Task details: Exactly as they stand, the data below are to be printed again.

*** Exercise data ***

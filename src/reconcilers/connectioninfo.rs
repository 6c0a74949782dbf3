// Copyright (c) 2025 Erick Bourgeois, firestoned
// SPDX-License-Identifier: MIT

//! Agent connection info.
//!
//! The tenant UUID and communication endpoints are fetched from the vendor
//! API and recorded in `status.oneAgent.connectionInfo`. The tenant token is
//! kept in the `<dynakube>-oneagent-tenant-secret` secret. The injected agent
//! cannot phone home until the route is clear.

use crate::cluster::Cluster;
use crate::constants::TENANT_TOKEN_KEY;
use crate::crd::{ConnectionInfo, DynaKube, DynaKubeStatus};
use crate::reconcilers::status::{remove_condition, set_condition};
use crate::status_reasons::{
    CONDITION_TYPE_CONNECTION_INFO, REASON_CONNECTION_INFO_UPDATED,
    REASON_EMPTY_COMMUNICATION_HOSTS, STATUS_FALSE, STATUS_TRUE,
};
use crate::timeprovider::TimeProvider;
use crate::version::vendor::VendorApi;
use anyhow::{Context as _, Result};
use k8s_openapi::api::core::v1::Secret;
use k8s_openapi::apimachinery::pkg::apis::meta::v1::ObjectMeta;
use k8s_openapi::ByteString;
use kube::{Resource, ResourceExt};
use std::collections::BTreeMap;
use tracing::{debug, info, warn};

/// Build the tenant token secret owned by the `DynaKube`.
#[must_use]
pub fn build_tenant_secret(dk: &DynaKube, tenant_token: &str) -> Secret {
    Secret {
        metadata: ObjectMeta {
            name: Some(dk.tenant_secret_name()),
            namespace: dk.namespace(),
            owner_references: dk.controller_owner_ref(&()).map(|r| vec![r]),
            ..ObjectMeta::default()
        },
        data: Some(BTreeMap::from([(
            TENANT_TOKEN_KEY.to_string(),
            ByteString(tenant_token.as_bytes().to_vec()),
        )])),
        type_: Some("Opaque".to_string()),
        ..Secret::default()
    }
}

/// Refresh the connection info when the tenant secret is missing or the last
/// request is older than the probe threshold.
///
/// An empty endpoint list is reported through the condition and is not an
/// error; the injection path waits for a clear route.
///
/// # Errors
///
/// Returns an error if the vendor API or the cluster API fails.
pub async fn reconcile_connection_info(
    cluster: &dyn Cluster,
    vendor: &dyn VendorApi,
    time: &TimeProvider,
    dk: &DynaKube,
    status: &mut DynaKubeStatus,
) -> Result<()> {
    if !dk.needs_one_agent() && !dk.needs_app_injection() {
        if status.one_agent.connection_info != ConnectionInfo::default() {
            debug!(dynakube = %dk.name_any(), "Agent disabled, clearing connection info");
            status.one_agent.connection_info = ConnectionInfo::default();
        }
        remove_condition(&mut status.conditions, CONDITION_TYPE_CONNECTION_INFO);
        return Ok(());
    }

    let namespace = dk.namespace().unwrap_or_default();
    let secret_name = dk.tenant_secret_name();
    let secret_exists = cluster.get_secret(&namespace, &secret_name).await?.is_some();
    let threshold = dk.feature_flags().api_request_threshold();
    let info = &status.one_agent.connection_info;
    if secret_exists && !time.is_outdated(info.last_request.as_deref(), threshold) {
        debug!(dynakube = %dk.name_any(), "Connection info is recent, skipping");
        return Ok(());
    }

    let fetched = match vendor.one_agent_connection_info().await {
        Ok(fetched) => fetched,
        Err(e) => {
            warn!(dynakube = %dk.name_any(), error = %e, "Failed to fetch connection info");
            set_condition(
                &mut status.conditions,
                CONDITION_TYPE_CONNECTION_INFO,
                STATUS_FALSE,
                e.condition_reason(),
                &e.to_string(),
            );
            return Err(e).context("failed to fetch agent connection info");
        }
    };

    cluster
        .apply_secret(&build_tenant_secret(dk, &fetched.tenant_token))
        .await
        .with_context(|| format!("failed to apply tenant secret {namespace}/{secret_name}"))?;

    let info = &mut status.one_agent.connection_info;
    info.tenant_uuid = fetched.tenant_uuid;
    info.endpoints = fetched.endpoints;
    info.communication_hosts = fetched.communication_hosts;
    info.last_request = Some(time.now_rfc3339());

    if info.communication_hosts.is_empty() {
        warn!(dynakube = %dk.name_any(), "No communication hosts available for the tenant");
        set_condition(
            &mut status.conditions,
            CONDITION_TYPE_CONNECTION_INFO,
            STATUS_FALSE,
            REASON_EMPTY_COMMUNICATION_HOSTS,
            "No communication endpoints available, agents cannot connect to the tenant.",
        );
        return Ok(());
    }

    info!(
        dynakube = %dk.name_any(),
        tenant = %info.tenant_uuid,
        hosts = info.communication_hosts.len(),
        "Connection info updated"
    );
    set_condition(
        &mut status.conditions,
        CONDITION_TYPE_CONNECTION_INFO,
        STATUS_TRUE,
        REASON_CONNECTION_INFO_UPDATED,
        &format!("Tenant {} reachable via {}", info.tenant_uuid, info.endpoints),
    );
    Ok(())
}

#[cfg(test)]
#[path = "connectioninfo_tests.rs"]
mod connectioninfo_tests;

***

Your solution:
filename src/reconcilers/connectioninfo.rs
repository 6c0a74949782dbf3
// Copyright (c) 2025 Erick Bourgeois, firestoned
// SPDX-License-Identifier: MIT

//! Agent connection info.
//!
//! The tenant UUID and communication endpoints are fetched from the vendor
//! API and recorded in `status.oneAgent.connectionInfo`. The tenant token is
//! kept in the `<dynakube>-oneagent-tenant-secret` secret. The injected agent
//! cannot phone home until the route is clear.

use crate::cluster::Cluster;
use crate::constants::TENANT_TOKEN_KEY;
use crate::crd::{ConnectionInfo, DynaKube, DynaKubeStatus};
use crate::reconcilers::status::{remove_condition, set_condition};
use crate::status_reasons::{
    CONDITION_TYPE_CONNECTION_INFO, REASON_CONNECTION_INFO_UPDATED,
    REASON_EMPTY_COMMUNICATION_HOSTS, STATUS_FALSE, STATUS_TRUE,
};
use crate::timeprovider::TimeProvider;
use crate::version::vendor::VendorApi;
use anyhow::{Context as _, Result};
use k8s_openapi::api::core::v1::Secret;
use k8s_openapi::apimachinery::pkg::apis::meta::v1::ObjectMeta;
use k8s_openapi::ByteString;
use kube::{Resource, ResourceExt};
use std::collections::BTreeMap;
use tracing::{debug, info, warn};

/// Build the tenant token secret owned by the `DynaKube`.
#[must_use]
pub fn build_tenant_secret(dk: &DynaKube, tenant_token: &str) -> Secret {
    Secret {
        metadata: ObjectMeta {
            name: Some(dk.tenant_secret_name()),
            namespace: dk.namespace(),
            owner_references: dk.controller_owner_ref(&()).map(|r| vec![r]),
            ..ObjectMeta::default()
        },
        data: Some(BTreeMap::from([(
            TENANT_TOKEN_KEY.to_string(),
            ByteString(tenant_token.as_bytes().to_vec()),
        )])),
        type_: Some("Opaque".to_string()),
        ..Secret::default()
    }
}

/// Refresh the connection info when the tenant secret is missing or the last
/// request is older than the probe threshold.
///
/// An empty endpoint list is reported through the condition and is not an
/// error; the injection path waits for a clear route.
///
/// # Errors
///
/// Returns an error if the vendor API or the cluster API fails.
pub async fn reconcile_connection_info(
    cluster: &dyn Cluster,
    vendor: &dyn VendorApi,
    time: &TimeProvider,
    dk: &DynaKube,
    status: &mut DynaKubeStatus,
) -> Result<()> {
    if !dk.needs_one_agent() && !dk.needs_app_injection() {
        if status.one_agent.connection_info != ConnectionInfo::default() {
            debug!(dynakube = %dk.name_any(), "Agent disabled, clearing connection info");
            status.one_agent.connection_info = ConnectionInfo::default();
        }
        remove_condition(&mut status.conditions, CONDITION_TYPE_CONNECTION_INFO);
        return Ok(());
    }

    let namespace = dk.namespace().unwrap_or_default();
    let secret_name = dk.tenant_secret_name();
    let secret_exists = cluster.get_secret(&namespace, &secret_name).await?.is_some();
    let threshold = dk.feature_flags().api_request_threshold();
    let info = &status.one_agent.connection_info;
    if secret_exists && !time.is_outdated(info.last_request.as_deref(), threshold) {
        debug!(dynakube = %dk.name_any(), "Connection info is recent, skipping");
        return Ok(());
    }

    let fetched = match vendor.one_agent_connection_info().await {
        Ok(fetched) => fetched,
        Err(e) => {
            warn!(dynakube = %dk.name_any(), error = %e, "Failed to fetch connection info");
            set_condition(
                &mut status.conditions,
                CONDITION_TYPE_CONNECTION_INFO,
                STATUS_FALSE,
                e.condition_reason(),
                &e.to_string(),
            );
            return Err(e).context("failed to fetch agent connection info");
        }
    };

    cluster
        .apply_secret(&build_tenant_secret(dk, &fetched.tenant_token))
        .await
        .with_context(|| format!("failed to apply tenant secret {namespace}/{secret_name}"))?;

    let info = &mut status.one_agent.connection_info;
    info.tenant_uuid = fetched.tenant_uuid;
    info.endpoints = fetched.endpoints;
    info.communication_hosts = fetched.communication_hosts;
    info.last_request = Some(time.now_rfc3339());

    if info.communication_hosts.is_empty() {
        warn!(dynakube = %dk.name_any(), "No communication hosts available for the tenant");
        set_condition(
            &mut status.conditions,
            CONDITION_TYPE_CONNECTION_INFO,
            STATUS_FALSE,
            REASON_EMPTY_COMMUNICATION_HOSTS,
            "No communication endpoints available, agents cannot connect to the tenant.",
        );
        return Ok(());
    }

    info!(
        dynakube = %dk.name_any(),
        tenant = %info.tenant_uuid,
        hosts = info.communication_hosts.len(),
        "Connection info updated"
    );
    set_condition(
        &mut status.conditions,
        CONDITION_TYPE_CONNECTION_INFO,
        STATUS_TRUE,
        REASON_CONNECTION_INFO_UPDATED,
        &format!("Tenant {} reachable via {}", info.tenant_uuid, info.endpoints),
    );
    Ok(())
}

#[cfg(test)]
#[path = "connectioninfo_tests.rs"]
mod connectioninfo_tests;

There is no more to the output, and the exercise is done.